29 Mart 2015 Pazar

SA1241/KY1-CÇ113: Anakronik Sergüzeşt; Nargile ve Çay-3

-3-
Hidayet'i Bağdat Şifâhanesi'nde, bizzat Ali İbn-i Abbas’a teslim edip, Kahire'ye doğru yola çıktım. İçim kan ağlıyordu. Bağdat’ı kan gölüne döndürmüşler, Fırat bile kıp kızıl akmıştı. Kabil’in soyu Moğollar ne insana ne kütüphanelere saygı göstermişti. Fırat kah kan kırmızı aktı, kah masmavi mürekkep. Neyse ki yiğit ve sebatlı insanlar vardı. Yeniden inşa etmişlerdi. İnşa edeceklerdi. 

Kabil’in soyu oldum olası Bağdat’a düşmandı. Düşmandır. Bağdat’ı yakıp yıkmaktan adeta haz duyar bu azgın güruh. Daha kaç kez yakılacaktır, daha kaç kez yıkılacaktır, diye iç geçirerek yürüyordum. Meramım İbn-i Heysem hocamı ziyaret etmekti. Uzun zamandır görüşmemiştik. Gençlik çağında Basra’da çokça karşılaşmış, birdir bir, kolla çelik oynayan bizlere aldırış etmeden “Biz onlara iç ve dış alemdeki ayetlerimizi göstereceğiz ki, o Kur'an'ın gerçek olduğu, onlara iyice belli olsun. Rabb'inin her şeye şahit olması yetmez mi?” ( Fussilet; 53) ayetini okur dururdu.

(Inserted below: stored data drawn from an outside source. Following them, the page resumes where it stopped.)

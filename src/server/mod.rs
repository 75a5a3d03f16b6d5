//! HTTP server for StarCache
//!
//! Exposes the project store and the cache orchestrators as a JSON API.
//!
//! # Routes
//!
//! - `GET /` - Welcome message
//! - `GET /health` - Database health probe
//! - `GET /api/projects/?skip&limit` - List projects, most starred first
//! - `POST /api/projects/` - Create a project
//! - `GET /api/projects/{id}` - Get a project
//! - `PUT /api/projects/{id}` - Overwrite a project
//! - `DELETE /api/projects/{id}` - Delete a project and its cached README
//! - `GET /api/search/?query&limit` - Substring search over name and description
//! - `GET /api/trending/?language&since&count` - Trending projects with READMEs
//! - `GET /api/readme/{owner}/{repo}` - README for one repository
//!
//! # Example
//!
//! ```no_run
//! use starcache::config::AppConfig;
//! use starcache::server::StarCacheServer;
//! use starcache::storage::Database;
//! use starcache::upstream::GitHubClient;
//! use std::sync::Arc;
//!
//! #[tokio::main]
//! async fn main() -> starcache::Result<()> {
//!     let config = AppConfig::default();
//!     let db = Database::open(&config.database)?;
//!     let upstream = Arc::new(GitHubClient::new(&config.github)?);
//!     StarCacheServer::new(&config, db, upstream)
//!         .run(&config.server.bind_addr())
//!         .await
//! }
//! ```

use crate::config::AppConfig;
use crate::models::{Project, ProjectInput, ProjectWithReadme};
use crate::service::{ReadmeService, TrendingService};
use crate::storage::{Database, ProjectStore, ReadmeStore};
use crate::upstream::{TimeWindow, Upstream};
use crate::StarCacheError;
use axum::{
    extract::{Path, Query, State},
    http::{header, HeaderValue, Method, StatusCode},
    response::IntoResponse,
    routing::get,
    Json, Router,
};
use serde::{Deserialize, Serialize};
use std::sync::Arc;
use tokio::net::TcpListener;
use tower_http::cors::{Any, CorsLayer};

const PROJECT_NOT_FOUND: &str = "Project not found";

/// Shared server state
pub struct AppState {
    pub db: Database,
    pub projects: ProjectStore,
    pub readmes: ReadmeService,
    pub trending: TrendingService,
}

impl AppState {
    /// Wire stores and services around one database and one upstream
    pub fn new(db: Database, upstream: Arc<dyn Upstream>) -> Self {
        let projects = ProjectStore::new(db.clone());
        let readmes = ReadmeService::new(projects.clone(), ReadmeStore::new(db.clone()), upstream.clone());
        let trending = TrendingService::new(projects.clone(), readmes.clone(), upstream);
        Self {
            db,
            projects,
            readmes,
            trending,
        }
    }
}

/// HTTP server for the trending cache
pub struct StarCacheServer {
    state: Arc<AppState>,
    cors_origins: Vec<String>,
}

impl StarCacheServer {
    pub fn new(config: &AppConfig, db: Database, upstream: Arc<dyn Upstream>) -> Self {
        Self {
            state: Arc::new(AppState::new(db, upstream)),
            cors_origins: config.server.cors_origins.clone(),
        }
    }

    /// Build the router over `state`
    pub fn router(state: Arc<AppState>, cors_origins: &[String]) -> Router {
        Router::new()
            .route("/", get(root))
            .route("/health", get(health))
            .route("/api/projects", get(list_projects).post(create_project))
            .route("/api/projects/", get(list_projects).post(create_project))
            .route(
                "/api/projects/{id}",
                get(get_project).put(update_project).delete(delete_project),
            )
            .route("/api/search", get(search_projects))
            .route("/api/search/", get(search_projects))
            .route("/api/trending", get(trending))
            .route("/api/trending/", get(trending))
            .route("/api/readme/{owner}/{repo}", get(readme))
            .layer(build_cors_layer(cors_origins))
            .with_state(state)
    }

    /// Run the server on the given address
    pub async fn run(self, addr: &str) -> crate::Result<()> {
        let listener = TcpListener::bind(addr).await?;

        tracing::info!(
            addr = addr,
            cors_origins = ?self.cors_origins,
            "StarCache server listening"
        );

        axum::serve(listener, Self::router(self.state, &self.cors_origins)).await?;
        Ok(())
    }
}

/// Allow the configured origins; an empty list or a `*` entry allows any origin
fn build_cors_layer(origins: &[String]) -> CorsLayer {
    let cors = CorsLayer::new()
        .allow_methods([
            Method::GET,
            Method::POST,
            Method::PUT,
            Method::DELETE,
            Method::OPTIONS,
        ])
        .allow_headers([header::CONTENT_TYPE, header::ACCEPT, header::AUTHORIZATION]);

    if origins.is_empty() || origins.iter().any(|origin| origin.trim() == "*") {
        return cors.allow_origin(Any);
    }

    let origins: Vec<HeaderValue> = origins
        .iter()
        .filter_map(|origin| match HeaderValue::from_str(origin) {
            Ok(value) => Some(value),
            Err(_) => {
                tracing::warn!(origin = %origin, "Ignoring invalid CORS origin");
                None
            }
        })
        .collect();
    cors.allow_origin(origins).allow_credentials(true)
}

// ============================================================================
// Request/Response types
// ============================================================================

/// Error body
#[derive(Debug, Serialize, Deserialize)]
pub struct ErrorResponse {
    pub detail: String,
}

type ApiError = (StatusCode, Json<ErrorResponse>);

fn api_error(status: StatusCode, detail: impl Into<String>) -> ApiError {
    (
        status,
        Json(ErrorResponse {
            detail: detail.into(),
        }),
    )
}

impl From<StarCacheError> for (StatusCode, Json<ErrorResponse>) {
    fn from(err: StarCacheError) -> Self {
        let status = if err.is_not_found() {
            StatusCode::NOT_FOUND
        } else if let StarCacheError::AlreadyExists(_) = err {
            StatusCode::CONFLICT
        } else {
            StatusCode::INTERNAL_SERVER_ERROR
        };
        if status.is_server_error() {
            tracing::error!(error = %err, "Request failed");
        }
        api_error(status, err.to_string())
    }
}

#[derive(Debug, Deserialize)]
pub struct ListParams {
    #[serde(default)]
    pub skip: usize,
    #[serde(default = "default_list_limit")]
    pub limit: usize,
}

fn default_list_limit() -> usize {
    100
}

#[derive(Debug, Deserialize)]
pub struct SearchParams {
    #[serde(default)]
    pub query: String,
    #[serde(default = "default_search_limit")]
    pub limit: usize,
}

fn default_search_limit() -> usize {
    20
}

#[derive(Debug, Deserialize)]
pub struct TrendingParams {
    #[serde(default)]
    pub language: String,
    #[serde(default)]
    pub since: Option<String>,
    #[serde(default = "default_trending_count")]
    pub count: usize,
}

fn default_trending_count() -> usize {
    10
}

#[derive(Debug, Serialize, Deserialize)]
pub struct ReadmeResponse {
    pub owner: String,
    pub repo: String,
    pub readme: String,
}

// ============================================================================
// Handlers
// ============================================================================

async fn root() -> impl IntoResponse {
    Json(serde_json::json!({ "message": "Welcome to the StarCache API" }))
}

async fn health(State(state): State<Arc<AppState>>) -> impl IntoResponse {
    match state.db.ping() {
        Ok(()) => (
            StatusCode::OK,
            Json(serde_json::json!({ "status": "healthy", "database": "connected" })),
        ),
        Err(e) => {
            tracing::error!(error = %e, "Database health check failed");
            (
                StatusCode::SERVICE_UNAVAILABLE,
                Json(serde_json::json!({
                    "status": "unhealthy",
                    "database": "disconnected",
                    "error": e.to_string(),
                })),
            )
        }
    }
}

async fn list_projects(
    State(state): State<Arc<AppState>>,
    Query(params): Query<ListParams>,
) -> Result<Json<Vec<Project>>, ApiError> {
    Ok(Json(state.projects.list(params.skip, params.limit)?))
}

async fn create_project(
    State(state): State<Arc<AppState>>,
    Json(input): Json<ProjectInput>,
) -> Result<(StatusCode, Json<Project>), ApiError> {
    let project = state.projects.create(&input)?;
    tracing::info!(id = %project.id(), name = %project.name(), "Project created");
    Ok((StatusCode::CREATED, Json(project)))
}

async fn get_project(
    State(state): State<Arc<AppState>>,
    Path(id): Path<String>,
) -> Result<Json<Project>, ApiError> {
    state
        .projects
        .get(&id)?
        .map(Json)
        .ok_or_else(|| api_error(StatusCode::NOT_FOUND, PROJECT_NOT_FOUND))
}

async fn update_project(
    State(state): State<Arc<AppState>>,
    Path(id): Path<String>,
    Json(input): Json<ProjectInput>,
) -> Result<Json<Project>, ApiError> {
    state
        .projects
        .update(&id, &input)?
        .map(Json)
        .ok_or_else(|| api_error(StatusCode::NOT_FOUND, PROJECT_NOT_FOUND))
}

async fn delete_project(
    State(state): State<Arc<AppState>>,
    Path(id): Path<String>,
) -> Result<Json<serde_json::Value>, ApiError> {
    if !state.projects.delete(&id)? {
        return Err(api_error(StatusCode::NOT_FOUND, PROJECT_NOT_FOUND));
    }
    tracing::info!(id = %id, "Project deleted");
    Ok(Json(serde_json::json!({ "message": "Project deleted successfully" })))
}

async fn search_projects(
    State(state): State<Arc<AppState>>,
    Query(params): Query<SearchParams>,
) -> Result<Json<Vec<Project>>, ApiError> {
    if params.query.is_empty() {
        return Err(api_error(
            StatusCode::UNPROCESSABLE_ENTITY,
            "query must be at least 1 character",
        ));
    }
    Ok(Json(state.projects.search(&params.query, params.limit)?))
}

async fn trending(
    State(state): State<Arc<AppState>>,
    Query(params): Query<TrendingParams>,
) -> Result<Json<Vec<ProjectWithReadme>>, ApiError> {
    let window = params
        .since
        .as_deref()
        .map(TimeWindow::parse)
        .unwrap_or_default();

    let projects = state
        .trending
        .get_with_cache(&params.language, window, params.count)
        .await
        .map_err(|e| {
            api_error(
                StatusCode::INTERNAL_SERVER_ERROR,
                format!("Error fetching trending repositories: {}", e),
            )
        })?;
    Ok(Json(projects))
}

async fn readme(
    State(state): State<Arc<AppState>>,
    Path((owner, repo)): Path<(String, String)>,
) -> Json<ReadmeResponse> {
    let readme = state.readmes.get_with_cache(&owner, &repo).await;
    Json(ReadmeResponse { owner, repo, readme })
}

Ne zaman bir araya gelip bir köşede otursak sohbet etsek hemen “ Kur’anın gerçek olduğu onlara iyice belli olsun!” üzerinde düşünmeden geçen bir anım bile yok. Ne tuhaf ne içimizde olan biteni, ne dışımızda olan biteni görmüyoruz. Gördüğümüzü sanıyoruz. İnancımız tıpkı öcülerden korkan çocukların inancına benziyor. Hepsi bir söz. Hiçbir zaman belli olmayacak. Ve işte bize bir uyarı iyice belli olsun. Ne yapıyoruz? Şu söz avcıları ne yapıyor? Uyutuyorlar bizi. 

Allah afakta ve enfüste ayetlerimizi göstereceğiz, derken tembel tembel oturmuş konuşuyorlar. Uydurdukları bir nefs terbiyesi hikâyesi ile kendilerini kendilerinde tutsak ediyorlar. Orada "Göstereceğiz", ifadesinden görmeye çalışın. Siz görmeye çalışırsanız, gayret ederseniz görürsünüz, göstermiş oluruz!” ifadesini bile anlamıyorlar. Anlayamıyorlar. Çünkü kendilerini kendilerinde esir etmişler. 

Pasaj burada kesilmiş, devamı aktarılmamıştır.